I have been working closely with lingerie and bra manufacturers for years, and they didn’t actually come out and say that their sizes changed to boost sales and egos. It’s my educated guess that bra companies saw the tiny women with full busts on TV and adjusted their bra sizes to help reflect this. Don’t tell me women aren’t vain about their band size. I have women jump for joy when they find out that a 30 or 32 bra fits them better than a 36 or 38. Who doesn’t want to have a slimmer, smaller back?! We’re only human, after all.
4) Have you heard from any bra brands in reply to your interview on Good Morning America? If so, can you share what they had to say?
No. They know I’m right. Bra companies call me up frequently to discuss the way their new styles are fitting, get feedback etc. They know what’s going on. In the end, it’s my job as a bra fitter to adjust to what’s going on in the industry. Also, I never called out anyone in particular. This was an industry change.
5) There have been a lot of new lingerie companies on the scene lately. Do you think the vanity sizing issue applies to all brands and all sizes or is concentrated in certain areas like full bust sizing or European bras or high-end brands or something different? Are there any companies in particular that you believe are now using vanity sizes?
Please remember that I can only comment on brands that I’ve been carrying at my stores. Here’s a list. The brands that have been around for many years are the brands I’m talking about. Although a very few have not changed, the vast majority have. New brands just followed the new standard in the industry, which is a bigger band.
Every brand fits differently, and so does every style within a brand. And no, I won’t start naming “vanity” brands. HA! I don’t intend to place blame on any bra companies here. I just want to enlighten women to the adjustments that the bra world has made to bra sizes.
6) On a related note, one of the things that comes up a lot around bra sizing is the lack of standardization across brands. And several people have used the GMA piece as an opportunity to reiterate their issues with the plus four size method. Do you think vanity sizing is at all related to either of those things?

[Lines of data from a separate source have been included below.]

//! End-to-end tests: real sockets on loopback, one engine per test.

// @@ begin test lint list @@
#![allow(clippy::bool_assert_comparison)]
#![allow(clippy::clone_on_copy)]
#![allow(clippy::dbg_macro)]
#![allow(clippy::mixed_attributes_style)]
#![allow(clippy::print_stderr)]
#![allow(clippy::print_stdout)]
#![allow(clippy::single_char_pattern)]
#![allow(clippy::unwrap_used)]
#![allow(clippy::unchecked_time_subtraction)]
#![allow(clippy::useless_vec)]
#![allow(clippy::needless_pass_by_value)]
//! <!-- @@ end test lint list @@ -->

use std::net::SocketAddr;
use std::sync::Arc;
use std::time::Duration;

use tokio::io::{AsyncReadExt as _, AsyncWriteExt as _};
use tokio::net::{TcpListener, TcpStream};
use tokio::time::timeout;

use shroud_engine::{Engine, ListenerMode, ListenerParams};
use shroud_obfs::ProtocolSpec;

/// Upper bound for anything that should happen quickly.
const TICK: Duration = Duration::from_secs(5);

/// Listener parameters with the given shape.
fn params(mode: ListenerMode, target: Option<SocketAddr>, protocol: ProtocolSpec) -> ListenerParams {
    ListenerParams {
        mode,
        listen: "127.0.0.1:0".parse().unwrap(),
        target,
        protocol,
        idle_timeout: None,
    }
}

/// Start an echo server; every accepted stream is copied back to itself.
async fn spawn_echo() -> SocketAddr {
    let listener = TcpListener::bind("127.0.0.1:0").await.unwrap();
    let addr = listener.local_addr().unwrap();
    tokio::spawn(async move {
        loop {
            let (mut stream, _) = match listener.accept().await {
                Ok(a) => a,
                Err(_) => return,
            };
            tokio::spawn(async move {
                let (mut rd, mut wr) = stream.split();
                let _ = tokio::io::copy(&mut rd, &mut wr).await;
                let _ = wr.shutdown().await;
            });
        }
    });
    addr
}

/// Start a server that accepts connections and then just sits on them.
async fn spawn_sink() -> SocketAddr {
    let listener = TcpListener::bind("127.0.0.1:0").await.unwrap();
    let addr = listener.local_addr().unwrap();
    tokio::spawn(async move {
        let mut keep = Vec::new();
        loop {
            match listener.accept().await {
                Ok((stream, _)) => keep.push(stream),
                Err(_) => return,
            }
        }
    });
    addr
}

/// Poll `cond` until it holds, or give up loudly.
async fn wait_until(what: &str, cond: impl Fn() -> bool) {
    timeout(TICK, async {
        while !cond() {
            tokio::time::sleep(Duration::from_millis(10)).await;
        }
    })
    .await
    .unwrap_or_else(|_| panic!("timed out waiting for {what}"));
}

/// Run the SOCKS5 no-auth greeting on `stream`.
async fn socks_greet(stream: &mut TcpStream) {
    stream.write_all(&[0x05, 0x01, 0x00]).await.unwrap();
    let mut reply = [0_u8; 2];
    timeout(TICK, stream.read_exact(&mut reply))
        .await
        .unwrap()
        .unwrap();
    assert_eq!(reply, [0x05, 0x00]);
}

/// Encode a SOCKS5 request for an IPv4 address.
fn socks_request(cmd: u8, target: SocketAddr) -> Vec<u8> {
    let SocketAddr::V4(v4) = target else {
        panic!("test targets are IPv4");
    };
    let mut req = vec![0x05, cmd, 0x00, 0x01];
    req.extend_from_slice(&v4.ip().octets());
    req.extend_from_slice(&v4.port().to_be_bytes());
    req
}

/// Read and check a SOCKS5 reply; returns (status, bound address).
async fn read_socks_reply(stream: &mut TcpStream) -> (u8, SocketAddr) {
    let mut head = [0_u8; 4];
    timeout(TICK, stream.read_exact(&mut head))
        .await
        .unwrap()
        .unwrap();
    assert_eq!(head[0], 0x05);
    assert_eq!(head[2], 0x00);
    assert_eq!(head[3], 0x01, "tests expect IPv4 bound addresses");
    let mut rest = [0_u8; 6];
    timeout(TICK, stream.read_exact(&mut rest))
        .await
        .unwrap()
        .unwrap();
    let ip = std::net::Ipv4Addr::new(rest[0], rest[1], rest[2], rest[3]);
    let port = u16::from_be_bytes([rest[4], rest[5]]);
    (head[1], SocketAddr::new(ip.into(), port))
}

#[tokio::test]
async fn simple_client_passthrough() {
    let echo = spawn_echo().await;
    let engine = Engine::new();
    let proxy = engine
        .add_listener(params(
            ListenerMode::SimpleClient,
            Some(echo),
            ProtocolSpec::Dummy,
        ))
        .await
        .unwrap();

    let mut client = TcpStream::connect(proxy).await.unwrap();
    client.write_all(b"hello\n").await.unwrap();
    let mut reply = [0_u8; 6];
    timeout(TICK, client.read_exact(&mut reply))
        .await
        .unwrap()
        .unwrap();
    assert_eq!(&reply, b"hello\n");
}

#[tokio::test]
async fn scramble_tunnel_round_trips() {
    let echo = spawn_echo().await;
    let engine = Engine::new();
    let server = engine
        .add_listener(params(
            ListenerMode::SimpleServer,
            Some(echo),
            ProtocolSpec::Scramble,
        ))
        .await
        .unwrap();
    let client_side = engine
        .add_listener(params(
            ListenerMode::SimpleClient,
            Some(server),
            ProtocolSpec::Scramble,
        ))
        .await
        .unwrap();

    // An EOF anywhere tears the whole tunnel down once the last bytes have
    // flushed, so read the echo back in full before closing anything.
    let payload: Vec<u8> = (0..200_000_u32).map(|i| (i % 251) as u8).collect();
    let mut client = TcpStream::connect(client_side).await.unwrap();
    let (mut rd, mut wr) = client.split();
    let write_half = async {
        wr.write_all(&payload).await.unwrap();
    };
    let read_half = async {
        let mut echoed = vec![0_u8; payload.len()];
        rd.read_exact(&mut echoed).await.unwrap();
        echoed
    };
    let (_, echoed) = timeout(Duration::from_secs(30), async {
        tokio::join!(write_half, read_half)
    })
    .await
    .unwrap();
    assert_eq!(echoed, payload);
}

#[tokio::test]
async fn socks_connect_success() {
    let engine = Engine::new();
    let proxy = engine
        .add_listener(params(ListenerMode::SocksClient, None, ProtocolSpec::Dummy))
        .await
        .unwrap();
    let target_listener = TcpListener::bind("127.0.0.1:0").await.unwrap();
    let target = target_listener.local_addr().unwrap();

    let mut client = TcpStream::connect(proxy).await.unwrap();
    socks_greet(&mut client).await;
    client
        .write_all(&socks_request(0x01, target))
        .await
        .unwrap();

    let (status, bound) = read_socks_reply(&mut client).await;
    assert_eq!(status, 0x00);
    assert_eq!(bound, target);

    // The tunnel is transparent from here on.
    let (mut accepted, _) = timeout(TICK, target_listener.accept())
        .await
        .unwrap()
        .unwrap();
    client.write_all(b"ping").await.unwrap();
    let mut buf = [0_u8; 4];
    timeout(TICK, accepted.read_exact(&mut buf))
        .await
        .unwrap()
        .unwrap();
    assert_eq!(&buf, b"ping");
    accepted.write_all(b"pong").await.unwrap();
    timeout(TICK, client.read_exact(&mut buf))
        .await
        .unwrap()
        .unwrap();
    assert_eq!(&buf, b"pong");
}

#[tokio::test]
async fn socks_bind_gets_command_not_supported() {
    let engine = Engine::new();
    let proxy = engine
        .add_listener(params(ListenerMode::SocksClient, None, ProtocolSpec::Dummy))
        .await
        .unwrap();

    let mut client = TcpStream::connect(proxy).await.unwrap();
    socks_greet(&mut client).await;
    client
        .write_all(&socks_request(0x02, "127.0.0.1:80".parse().unwrap()))
        .await
        .unwrap();

    let (status, bound) = read_socks_reply(&mut client).await;
    assert_eq!(status, 0x07);
    assert_eq!(bound, "0.0.0.0:0".parse::<SocketAddr>().unwrap());

    // And then the proxy hangs up.
    let mut rest = Vec::new();
    let n = timeout(TICK, client.read_to_end(&mut rest))
        .await
        .unwrap()
        .unwrap();
    assert_eq!(n, 0);
}

#[tokio::test]
async fn socks_bad_address_type_gets_reply() {
    let engine = Engine::new();
    let proxy = engine
        .add_listener(params(ListenerMode::SocksClient, None, ProtocolSpec::Dummy))
        .await
        .unwrap();

    let mut client = TcpStream::connect(proxy).await.unwrap();
    socks_greet(&mut client).await;

    // A CONNECT request with an address type nobody assigned.
    client
        .write_all(&[0x05, 0x01, 0x00, 0x02, 0x7f, 0x00, 0x00, 0x01, 0x00, 0x50])
        .await
        .unwrap();

    let (status, bound) = read_socks_reply(&mut client).await;
    assert_eq!(status, 0x08);
    assert_eq!(bound, "0.0.0.0:0".parse::<SocketAddr>().unwrap());

    let mut rest = Vec::new();
    let n = timeout(TICK, client.read_to_end(&mut rest))
        .await
        .unwrap()
        .unwrap();
    assert_eq!(n, 0);
}

#[tokio::test]
async fn socks_connect_refused_maps_to_reply() {
    let engine = Engine::new();
    let proxy = engine
        .add_listener(params(ListenerMode::SocksClient, None, ProtocolSpec::Dummy))
        .await
        .unwrap();

    // Bind a port, learn it, and free it again so nobody is listening.
    let vacant = {
        let l = TcpListener::bind("127.0.0.1:0").await.unwrap();
        l.local_addr().unwrap()
    };

    let mut client = TcpStream::connect(proxy).await.unwrap();
    socks_greet(&mut client).await;
    client
        .write_all(&socks_request(0x01, vacant))
        .await
        .unwrap();

    let (status, _) = read_socks_reply(&mut client).await;
    assert_eq!(status, 0x05);
    let mut rest = Vec::new();
    let n = timeout(TICK, client.read_to_end(&mut rest))
        .await
        .unwrap()
        .unwrap();
    assert_eq!(n, 0);
}

#[tokio::test]
async fn socks_pipelined_data_arrives_after_reply() {
    let engine = Engine::new();
    let proxy = engine
        .add_listener(params(ListenerMode::SocksClient, None, ProtocolSpec::Dummy))
        .await
        .unwrap();
    let target_listener = TcpListener::bind("127.0.0.1:0").await.unwrap();
    let target = target_listener.local_addr().unwrap();

    let mut client = TcpStream::connect(proxy).await.unwrap();
    socks_greet(&mut client).await;

    // CONNECT plus an eager request body, all in one write.
    let mut burst = socks_request(0x01, target);
    burst.extend_from_slice(b"GET / HTTP/1.0\r\n\r\n");
    client.write_all(&burst).await.unwrap();

    let (status, _) = read_socks_reply(&mut client).await;
    assert_eq!(status, 0x00);

    let (mut accepted, _) = timeout(TICK, target_listener.accept())
        .await
        .unwrap()
        .unwrap();
    let mut buf = [0_u8; 18];
    timeout(TICK, accepted.read_exact(&mut buf))
        .await
        .unwrap()
        .unwrap();
    assert_eq!(&buf, b"GET / HTTP/1.0\r\n\r\n");
}

#[tokio::test]
async fn half_close_still_delivers_buffered_bytes() {
    let target_listener = TcpListener::bind("127.0.0.1:0").await.unwrap();
    let target = target_listener.local_addr().unwrap();
    let engine = Engine::new();
    let proxy = engine
        .add_listener(params(
            ListenerMode::SimpleClient,
            Some(target),
            ProtocolSpec::Dummy,
        ))
        .await
        .unwrap();

    let mut client = TcpStream::connect(proxy).await.unwrap();
    let (mut accepted, _) = timeout(TICK, target_listener.accept())
        .await
        .unwrap()
        .unwrap();

    // The target dumps 100 bytes and slams the door.
    accepted.write_all(&[0x42_u8; 100]).await.unwrap();
    drop(accepted);

    // Every byte arrives before the EOF does.
    let mut got = Vec::new();
    timeout(TICK, client.read_to_end(&mut got))
        .await
        .unwrap()
        .unwrap();
    assert_eq!(got, vec![0x42_u8; 100]);

    wait_until("the connection set to empty", || engine.n_connections() == 0).await;
}

#[tokio::test]
async fn barbaric_shutdown_force_closes_everything() {
    let sink = spawn_sink().await;
    let engine = Engine::new();
    let proxy = engine
        .add_listener(params(
            ListenerMode::SimpleClient,
            Some(sink),
            ProtocolSpec::Dummy,
        ))
        .await
        .unwrap();

    let mut clients = Vec::new();
    for _ in 0..3 {
        clients.push(TcpStream::connect(proxy).await.unwrap());
    }
    wait_until("three live connections", || engine.n_connections() == 3).await;

    engine.free_all_listeners();
    engine.start_shutdown(true);
    timeout(TICK, engine.wait_shutdown())
        .await
        .expect("shutdown never completed");
    assert_eq!(engine.n_connections(), 0);

    // Each client sees its socket die.
    for mut client in clients {
        let mut buf = Vec::new();
        let _ = timeout(TICK, client.read_to_end(&mut buf)).await.unwrap();
    }
}

#[tokio::test]
async fn graceful_shutdown_waits_for_live_connections() {
    let sink = spawn_sink().await;
    let engine = Engine::new();
    let proxy = engine
        .add_listener(params(
            ListenerMode::SimpleClient,
            Some(sink),
            ProtocolSpec::Dummy,
        ))
        .await
        .unwrap();

    let client = TcpStream::connect(proxy).await.unwrap();
    wait_until("one live connection", || engine.n_connections() == 1).await;

    engine.free_all_listeners();
    engine.start_shutdown(false);

    // The live connection keeps the engine up.
    assert!(
        timeout(Duration::from_millis(200), engine.wait_shutdown())
            .await
            .is_err()
    );
    assert_eq!(engine.n_connections(), 1);

    // Once the client goes away, shutdown completes on its own.
    drop(client);
    timeout(TICK, engine.wait_shutdown())
        .await
        .expect("shutdown never completed");
    assert_eq!(engine.n_connections(), 0);
}

#[tokio::test]
async fn shutdown_and_listener_teardown_are_idempotent() {
    let echo = spawn_echo().await;
    let engine = Engine::new();
    let proxy = engine
        .add_listener(params(
            ListenerMode::SimpleClient,
            Some(echo),
            ProtocolSpec::Dummy,
        ))
        .await
        .unwrap();

    engine.free_all_listeners();
    engine.free_all_listeners();
    engine.start_shutdown(false);
    engine.start_shutdown(false);
    timeout(TICK, engine.wait_shutdown()).await.unwrap();

    // The accept socket really is gone.
    tokio::time::sleep(Duration::from_millis(50)).await;
    assert!(TcpStream::connect(proxy).await.is_err());
}

#[tokio::test]
async fn no_admissions_once_shutting_down() {
    let echo = spawn_echo().await;
    let engine = Engine::new();
    let proxy = engine
        .add_listener(params(
            ListenerMode::SimpleClient,
            Some(echo),
            ProtocolSpec::Dummy,
        ))
        .await
        .unwrap();

    // Shut down without freeing the listener: connections may still be
    // accepted by the kernel, but the engine must drop them unserved.
    engine.start_shutdown(false);

    if let Ok(mut client) = TcpStream::connect(proxy).await {
        let mut buf = Vec::new();
        let n = timeout(TICK, client.read_to_end(&mut buf)).await.unwrap();
        assert_eq!(n.unwrap_or(0), 0);
    }
    assert_eq!(engine.n_connections(), 0);

    // New listeners are refused outright.
    assert!(
        engine
            .add_listener(params(
                ListenerMode::SimpleClient,
                Some(echo),
                ProtocolSpec::Dummy,
            ))
            .await
            .is_err()
    );
}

Oh, believe me, I wish there was a standardization of bra sizes across the globe, but that’s unlikely to happen. Even if there was a strict set standard that every company followed, different fabrics would fit differently, and each woman’s unique shape would still require a slightly different bra. Until there’s a standard in the shape and size of a woman, I don’t think we can every truly have standard sizing. This is why only a trained fitter is really qualified to fit someone for a bra. But, since not everyone can make it in to a shop, these DIY measuring methods are meant to help them find a place to start and enlighten them to the possibility that they could be a whole new size.
That being said, I’ve supported the War On Plus Four in theory (you and I have tweeted much about this), and I’m glad that women are updating their measuring methods, but there’s also not one standard for measuring either.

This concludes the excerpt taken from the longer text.